┌─ DATA LISTING

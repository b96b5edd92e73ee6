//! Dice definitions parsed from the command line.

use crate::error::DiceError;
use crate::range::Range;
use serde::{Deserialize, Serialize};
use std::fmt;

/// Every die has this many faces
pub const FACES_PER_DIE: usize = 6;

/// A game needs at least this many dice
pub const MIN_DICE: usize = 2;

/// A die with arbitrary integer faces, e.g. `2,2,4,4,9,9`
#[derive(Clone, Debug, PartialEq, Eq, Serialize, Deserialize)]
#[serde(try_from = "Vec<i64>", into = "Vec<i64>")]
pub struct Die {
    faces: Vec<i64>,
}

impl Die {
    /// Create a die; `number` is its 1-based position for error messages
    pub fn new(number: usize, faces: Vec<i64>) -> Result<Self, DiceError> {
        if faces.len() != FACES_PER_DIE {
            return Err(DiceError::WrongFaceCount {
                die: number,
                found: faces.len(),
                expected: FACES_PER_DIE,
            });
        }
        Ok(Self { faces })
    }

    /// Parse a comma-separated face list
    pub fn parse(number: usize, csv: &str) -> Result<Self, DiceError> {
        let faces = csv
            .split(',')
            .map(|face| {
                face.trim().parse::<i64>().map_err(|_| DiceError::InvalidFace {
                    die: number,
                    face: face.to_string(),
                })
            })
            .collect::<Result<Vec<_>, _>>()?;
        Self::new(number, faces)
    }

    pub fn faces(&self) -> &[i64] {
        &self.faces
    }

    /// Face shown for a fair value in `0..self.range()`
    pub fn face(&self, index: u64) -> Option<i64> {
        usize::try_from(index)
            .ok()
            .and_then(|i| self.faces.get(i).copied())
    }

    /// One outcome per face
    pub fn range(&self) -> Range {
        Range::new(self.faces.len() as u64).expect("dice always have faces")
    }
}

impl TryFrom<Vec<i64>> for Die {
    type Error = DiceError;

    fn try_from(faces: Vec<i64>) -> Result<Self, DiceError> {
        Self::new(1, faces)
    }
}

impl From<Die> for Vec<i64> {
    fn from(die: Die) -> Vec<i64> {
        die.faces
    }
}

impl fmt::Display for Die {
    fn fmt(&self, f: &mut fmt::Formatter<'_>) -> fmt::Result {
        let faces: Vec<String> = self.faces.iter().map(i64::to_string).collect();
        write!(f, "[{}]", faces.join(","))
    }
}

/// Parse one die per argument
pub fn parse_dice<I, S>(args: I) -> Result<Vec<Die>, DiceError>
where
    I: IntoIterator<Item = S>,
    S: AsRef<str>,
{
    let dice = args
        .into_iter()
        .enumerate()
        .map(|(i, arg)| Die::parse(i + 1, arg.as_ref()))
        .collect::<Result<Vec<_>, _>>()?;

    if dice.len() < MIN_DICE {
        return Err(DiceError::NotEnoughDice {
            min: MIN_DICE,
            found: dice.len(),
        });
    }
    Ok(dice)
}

└─
┌─ DATA LISTING

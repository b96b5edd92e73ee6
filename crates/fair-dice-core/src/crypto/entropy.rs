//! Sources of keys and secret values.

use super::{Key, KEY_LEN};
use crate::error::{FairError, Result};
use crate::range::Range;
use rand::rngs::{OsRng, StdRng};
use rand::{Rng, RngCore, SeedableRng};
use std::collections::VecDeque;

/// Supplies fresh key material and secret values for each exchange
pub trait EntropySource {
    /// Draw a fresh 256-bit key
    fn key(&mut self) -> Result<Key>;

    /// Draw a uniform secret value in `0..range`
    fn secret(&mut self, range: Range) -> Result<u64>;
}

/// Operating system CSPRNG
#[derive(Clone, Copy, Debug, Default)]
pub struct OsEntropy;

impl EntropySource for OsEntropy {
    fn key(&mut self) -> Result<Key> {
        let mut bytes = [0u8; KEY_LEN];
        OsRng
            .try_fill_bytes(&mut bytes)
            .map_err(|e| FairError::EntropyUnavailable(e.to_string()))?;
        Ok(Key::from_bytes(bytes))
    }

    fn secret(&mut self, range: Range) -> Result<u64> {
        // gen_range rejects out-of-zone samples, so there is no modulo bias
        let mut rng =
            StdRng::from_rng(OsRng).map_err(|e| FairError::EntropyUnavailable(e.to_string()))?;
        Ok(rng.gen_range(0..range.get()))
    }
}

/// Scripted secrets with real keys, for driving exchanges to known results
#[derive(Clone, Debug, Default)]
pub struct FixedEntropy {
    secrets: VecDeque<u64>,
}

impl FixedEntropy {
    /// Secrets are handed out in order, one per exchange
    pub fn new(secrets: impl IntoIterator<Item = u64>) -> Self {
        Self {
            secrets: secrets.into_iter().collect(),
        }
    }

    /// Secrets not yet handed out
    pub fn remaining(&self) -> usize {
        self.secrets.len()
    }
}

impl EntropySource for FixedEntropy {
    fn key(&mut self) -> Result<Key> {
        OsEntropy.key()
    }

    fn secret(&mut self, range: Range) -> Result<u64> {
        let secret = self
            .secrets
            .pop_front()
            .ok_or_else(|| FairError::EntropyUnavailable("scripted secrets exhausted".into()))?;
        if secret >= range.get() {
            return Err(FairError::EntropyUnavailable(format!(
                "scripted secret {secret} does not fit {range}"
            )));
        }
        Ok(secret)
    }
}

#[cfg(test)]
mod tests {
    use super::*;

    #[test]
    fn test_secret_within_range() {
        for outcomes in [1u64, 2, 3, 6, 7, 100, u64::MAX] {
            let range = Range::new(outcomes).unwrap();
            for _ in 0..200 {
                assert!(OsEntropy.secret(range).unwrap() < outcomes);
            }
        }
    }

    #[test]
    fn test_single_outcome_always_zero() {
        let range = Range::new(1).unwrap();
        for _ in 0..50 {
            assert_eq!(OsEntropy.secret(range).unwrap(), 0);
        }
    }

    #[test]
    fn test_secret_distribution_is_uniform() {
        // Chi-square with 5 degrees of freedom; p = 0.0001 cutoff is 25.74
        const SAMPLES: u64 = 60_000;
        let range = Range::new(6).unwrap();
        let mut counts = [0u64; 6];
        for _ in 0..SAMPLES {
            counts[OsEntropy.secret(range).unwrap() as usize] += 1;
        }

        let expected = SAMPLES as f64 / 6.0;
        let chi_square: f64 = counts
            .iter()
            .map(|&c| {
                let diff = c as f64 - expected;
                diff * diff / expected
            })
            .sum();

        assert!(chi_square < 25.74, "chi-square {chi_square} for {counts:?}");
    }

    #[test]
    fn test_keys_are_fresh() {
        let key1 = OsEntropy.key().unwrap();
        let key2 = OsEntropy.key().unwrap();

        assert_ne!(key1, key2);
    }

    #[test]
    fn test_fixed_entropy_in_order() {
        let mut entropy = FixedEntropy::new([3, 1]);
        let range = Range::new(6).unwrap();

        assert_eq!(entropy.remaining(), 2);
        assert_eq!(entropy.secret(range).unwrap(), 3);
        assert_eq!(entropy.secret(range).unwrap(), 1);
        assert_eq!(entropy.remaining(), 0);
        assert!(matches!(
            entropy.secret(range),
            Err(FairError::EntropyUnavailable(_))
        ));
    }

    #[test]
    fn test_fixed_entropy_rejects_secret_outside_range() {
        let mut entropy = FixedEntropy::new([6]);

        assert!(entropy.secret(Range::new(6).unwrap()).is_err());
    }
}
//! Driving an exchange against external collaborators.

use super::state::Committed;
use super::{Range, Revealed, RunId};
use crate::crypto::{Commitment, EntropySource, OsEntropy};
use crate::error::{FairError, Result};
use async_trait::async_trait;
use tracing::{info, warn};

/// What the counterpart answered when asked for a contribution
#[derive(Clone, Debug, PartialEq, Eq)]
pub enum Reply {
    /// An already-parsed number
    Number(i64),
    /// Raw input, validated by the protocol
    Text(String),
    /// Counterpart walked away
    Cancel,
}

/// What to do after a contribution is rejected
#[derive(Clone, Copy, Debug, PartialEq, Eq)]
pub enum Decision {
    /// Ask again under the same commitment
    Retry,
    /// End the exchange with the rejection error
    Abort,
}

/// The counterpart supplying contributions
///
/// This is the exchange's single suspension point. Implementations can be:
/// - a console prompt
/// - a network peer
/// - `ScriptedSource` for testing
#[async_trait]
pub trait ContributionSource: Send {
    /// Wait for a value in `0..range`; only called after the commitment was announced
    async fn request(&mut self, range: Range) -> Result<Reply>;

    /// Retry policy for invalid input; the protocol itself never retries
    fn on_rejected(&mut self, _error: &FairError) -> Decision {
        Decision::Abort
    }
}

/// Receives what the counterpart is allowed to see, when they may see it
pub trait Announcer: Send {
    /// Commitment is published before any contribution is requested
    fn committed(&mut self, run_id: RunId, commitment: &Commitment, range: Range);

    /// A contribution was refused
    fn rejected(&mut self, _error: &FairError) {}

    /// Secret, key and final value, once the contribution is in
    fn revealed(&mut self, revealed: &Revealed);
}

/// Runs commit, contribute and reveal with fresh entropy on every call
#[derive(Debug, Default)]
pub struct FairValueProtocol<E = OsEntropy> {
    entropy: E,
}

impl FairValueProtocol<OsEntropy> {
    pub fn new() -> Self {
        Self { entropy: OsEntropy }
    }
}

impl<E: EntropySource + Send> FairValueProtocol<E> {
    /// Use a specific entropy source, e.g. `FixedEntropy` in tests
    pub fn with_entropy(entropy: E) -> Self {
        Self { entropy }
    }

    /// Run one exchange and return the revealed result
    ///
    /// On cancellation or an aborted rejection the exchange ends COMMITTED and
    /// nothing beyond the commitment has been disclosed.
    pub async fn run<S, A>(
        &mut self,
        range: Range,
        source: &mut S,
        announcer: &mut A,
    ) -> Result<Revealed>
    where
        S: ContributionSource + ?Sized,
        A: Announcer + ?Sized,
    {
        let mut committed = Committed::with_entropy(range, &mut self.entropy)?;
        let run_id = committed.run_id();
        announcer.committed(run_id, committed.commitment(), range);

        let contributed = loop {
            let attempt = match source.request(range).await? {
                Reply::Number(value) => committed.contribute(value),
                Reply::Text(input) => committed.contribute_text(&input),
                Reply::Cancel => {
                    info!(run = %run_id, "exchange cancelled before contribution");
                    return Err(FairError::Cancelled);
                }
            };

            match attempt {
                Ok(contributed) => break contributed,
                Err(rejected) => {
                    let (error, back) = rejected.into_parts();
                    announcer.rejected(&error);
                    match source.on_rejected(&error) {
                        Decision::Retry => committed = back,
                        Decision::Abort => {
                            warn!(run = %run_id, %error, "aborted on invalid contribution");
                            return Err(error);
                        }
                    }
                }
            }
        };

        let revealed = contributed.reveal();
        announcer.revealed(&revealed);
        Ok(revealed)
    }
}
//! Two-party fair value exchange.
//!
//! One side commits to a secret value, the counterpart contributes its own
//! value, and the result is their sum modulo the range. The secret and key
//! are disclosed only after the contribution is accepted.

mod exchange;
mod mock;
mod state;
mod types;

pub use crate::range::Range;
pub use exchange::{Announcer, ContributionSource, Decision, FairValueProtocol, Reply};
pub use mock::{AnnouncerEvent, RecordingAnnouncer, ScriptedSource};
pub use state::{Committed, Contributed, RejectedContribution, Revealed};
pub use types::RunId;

└─
┌─ DATA LISTING

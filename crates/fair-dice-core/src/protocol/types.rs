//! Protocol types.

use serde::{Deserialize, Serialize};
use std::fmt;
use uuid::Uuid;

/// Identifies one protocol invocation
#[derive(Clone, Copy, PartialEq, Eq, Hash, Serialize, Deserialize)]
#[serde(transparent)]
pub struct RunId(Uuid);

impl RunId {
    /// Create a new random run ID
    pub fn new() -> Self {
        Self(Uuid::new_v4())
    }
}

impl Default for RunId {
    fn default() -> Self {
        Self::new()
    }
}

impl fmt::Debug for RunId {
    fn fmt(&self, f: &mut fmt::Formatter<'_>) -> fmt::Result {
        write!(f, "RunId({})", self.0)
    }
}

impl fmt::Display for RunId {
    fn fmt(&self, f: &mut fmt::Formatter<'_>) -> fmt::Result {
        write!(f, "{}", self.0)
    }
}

└─

- _WORK TO COMPLETE_:
The lines holding the word "EntropySource" are the answer. Pull them out of the records and copy them.

- _EXERCISE RESULT_:
pub trait EntropySource {
impl EntropySource for OsEntropy {
impl EntropySource for FixedEntropy {
use crate::crypto::{Commitment, EntropySource, OsEntropy};
impl<E: EntropySource + Send> FairValueProtocol<E> {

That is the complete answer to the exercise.